# Task description:
Set down word for word the lines that begin the entries and run through the line containing "for the crate". Give nothing further.

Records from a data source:

***

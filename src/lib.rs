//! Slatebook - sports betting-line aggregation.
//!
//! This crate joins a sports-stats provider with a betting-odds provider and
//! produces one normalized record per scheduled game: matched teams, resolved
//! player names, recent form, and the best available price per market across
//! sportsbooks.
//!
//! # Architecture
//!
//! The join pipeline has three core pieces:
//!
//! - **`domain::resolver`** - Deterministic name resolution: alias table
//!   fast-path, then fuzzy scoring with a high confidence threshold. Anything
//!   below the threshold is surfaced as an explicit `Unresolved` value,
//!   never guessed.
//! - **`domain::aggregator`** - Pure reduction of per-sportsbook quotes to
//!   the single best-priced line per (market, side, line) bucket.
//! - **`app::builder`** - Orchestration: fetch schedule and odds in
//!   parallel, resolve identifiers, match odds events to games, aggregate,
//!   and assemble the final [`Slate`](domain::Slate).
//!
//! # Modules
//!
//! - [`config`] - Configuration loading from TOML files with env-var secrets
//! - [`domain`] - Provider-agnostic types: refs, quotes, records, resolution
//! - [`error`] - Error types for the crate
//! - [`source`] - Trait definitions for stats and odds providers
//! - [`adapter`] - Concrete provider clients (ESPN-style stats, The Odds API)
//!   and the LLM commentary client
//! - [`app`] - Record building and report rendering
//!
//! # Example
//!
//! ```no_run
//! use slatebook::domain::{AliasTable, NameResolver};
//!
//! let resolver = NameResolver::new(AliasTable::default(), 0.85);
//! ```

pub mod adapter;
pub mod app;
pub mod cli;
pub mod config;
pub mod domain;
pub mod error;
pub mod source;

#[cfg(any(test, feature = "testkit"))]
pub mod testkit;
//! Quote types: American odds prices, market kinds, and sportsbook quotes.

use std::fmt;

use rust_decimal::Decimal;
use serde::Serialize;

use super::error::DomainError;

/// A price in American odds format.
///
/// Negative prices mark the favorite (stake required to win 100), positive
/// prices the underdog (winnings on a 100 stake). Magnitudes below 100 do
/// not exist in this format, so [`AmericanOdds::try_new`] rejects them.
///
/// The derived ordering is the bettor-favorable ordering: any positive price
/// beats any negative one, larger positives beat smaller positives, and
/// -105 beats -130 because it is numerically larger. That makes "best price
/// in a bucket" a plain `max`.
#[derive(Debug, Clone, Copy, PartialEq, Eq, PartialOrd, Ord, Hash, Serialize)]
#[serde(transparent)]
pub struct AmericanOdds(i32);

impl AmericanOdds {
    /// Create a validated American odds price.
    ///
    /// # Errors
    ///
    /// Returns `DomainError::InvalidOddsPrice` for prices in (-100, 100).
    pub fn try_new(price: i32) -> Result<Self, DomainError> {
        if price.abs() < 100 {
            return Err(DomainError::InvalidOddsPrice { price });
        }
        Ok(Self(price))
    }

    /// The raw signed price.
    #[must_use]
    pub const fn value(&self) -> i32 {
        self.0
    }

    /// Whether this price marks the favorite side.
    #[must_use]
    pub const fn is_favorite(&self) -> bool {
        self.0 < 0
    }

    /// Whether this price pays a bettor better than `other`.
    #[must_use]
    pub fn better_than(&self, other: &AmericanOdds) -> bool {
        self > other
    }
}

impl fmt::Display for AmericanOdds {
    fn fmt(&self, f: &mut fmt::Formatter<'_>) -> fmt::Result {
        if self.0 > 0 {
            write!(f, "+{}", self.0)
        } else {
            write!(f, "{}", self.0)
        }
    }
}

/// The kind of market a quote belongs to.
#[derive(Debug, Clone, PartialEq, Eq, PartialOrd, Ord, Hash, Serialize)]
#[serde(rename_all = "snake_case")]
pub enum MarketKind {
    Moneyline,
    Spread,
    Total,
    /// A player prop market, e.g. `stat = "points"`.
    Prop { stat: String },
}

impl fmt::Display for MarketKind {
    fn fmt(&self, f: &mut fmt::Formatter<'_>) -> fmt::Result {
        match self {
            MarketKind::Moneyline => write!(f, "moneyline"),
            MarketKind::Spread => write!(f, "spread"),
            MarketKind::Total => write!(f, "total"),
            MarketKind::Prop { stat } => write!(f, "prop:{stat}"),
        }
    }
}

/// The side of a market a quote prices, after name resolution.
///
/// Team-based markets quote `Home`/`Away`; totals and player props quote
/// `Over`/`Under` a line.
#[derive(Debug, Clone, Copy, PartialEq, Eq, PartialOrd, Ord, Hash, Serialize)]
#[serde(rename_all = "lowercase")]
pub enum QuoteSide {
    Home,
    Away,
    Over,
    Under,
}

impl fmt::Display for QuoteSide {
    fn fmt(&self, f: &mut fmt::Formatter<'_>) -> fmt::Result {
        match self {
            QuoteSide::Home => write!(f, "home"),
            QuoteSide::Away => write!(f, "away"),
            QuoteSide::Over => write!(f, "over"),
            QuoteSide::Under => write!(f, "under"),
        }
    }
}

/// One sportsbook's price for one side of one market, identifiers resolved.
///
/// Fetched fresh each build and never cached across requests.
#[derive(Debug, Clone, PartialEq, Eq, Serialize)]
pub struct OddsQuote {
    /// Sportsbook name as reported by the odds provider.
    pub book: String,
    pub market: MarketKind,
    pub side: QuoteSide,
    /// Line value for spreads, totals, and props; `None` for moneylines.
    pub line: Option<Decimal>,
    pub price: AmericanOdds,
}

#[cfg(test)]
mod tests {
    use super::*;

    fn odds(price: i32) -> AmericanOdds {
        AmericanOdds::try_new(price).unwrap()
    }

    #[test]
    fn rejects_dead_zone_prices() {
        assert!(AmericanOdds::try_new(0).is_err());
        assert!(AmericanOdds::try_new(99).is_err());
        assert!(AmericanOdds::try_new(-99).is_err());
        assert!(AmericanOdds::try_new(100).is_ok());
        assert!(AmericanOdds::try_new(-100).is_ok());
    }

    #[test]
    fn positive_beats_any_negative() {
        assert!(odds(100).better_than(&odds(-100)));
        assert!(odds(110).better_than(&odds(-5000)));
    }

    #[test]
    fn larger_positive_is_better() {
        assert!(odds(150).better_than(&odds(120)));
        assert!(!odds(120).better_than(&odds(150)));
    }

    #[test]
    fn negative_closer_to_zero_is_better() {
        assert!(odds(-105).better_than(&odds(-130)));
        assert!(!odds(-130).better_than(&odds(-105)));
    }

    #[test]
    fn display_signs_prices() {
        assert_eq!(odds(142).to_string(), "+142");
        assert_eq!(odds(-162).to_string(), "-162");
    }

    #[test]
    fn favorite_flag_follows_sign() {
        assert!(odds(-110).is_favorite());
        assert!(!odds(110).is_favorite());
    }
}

***

# Task solution:
filename src/lib.rs
//! Slatebook - sports betting-line aggregation.
//!
//! This crate joins a sports-stats provider with a betting-odds provider and
//! produces one normalized record per scheduled game: matched teams, resolved
//! player names, recent form, and the best available price per market across
//! sportsbooks.
//!
//! # Architecture
//!
//! The join pipeline has three core pieces:
//!
//! - **`domain::resolver`** - Deterministic name resolution: alias table
//!   fast-path, then fuzzy scoring with a high confidence threshold. Anything
//!   below the threshold is surfaced as an explicit `Unresolved` value,
//!   never guessed.
//! - **`domain::aggregator`** - Pure reduction of per-sportsbook quotes to
//!   the single best-priced line per (market, side, line) bucket.
//! - **`app::builder`** - Orchestration: fetch schedule and odds in
//!   parallel, resolve identifiers, match odds events to games, aggregate,
//!   and assemble the final [`Slate`](domain::Slate).
//!
//! # Modules
//!
//! - [`config`] - Configuration loading from TOML files with env-var secrets
//! - [`domain`] - Provider-agnostic types: refs, quotes, records, resolution
//! - [`error`] - Error types for the crate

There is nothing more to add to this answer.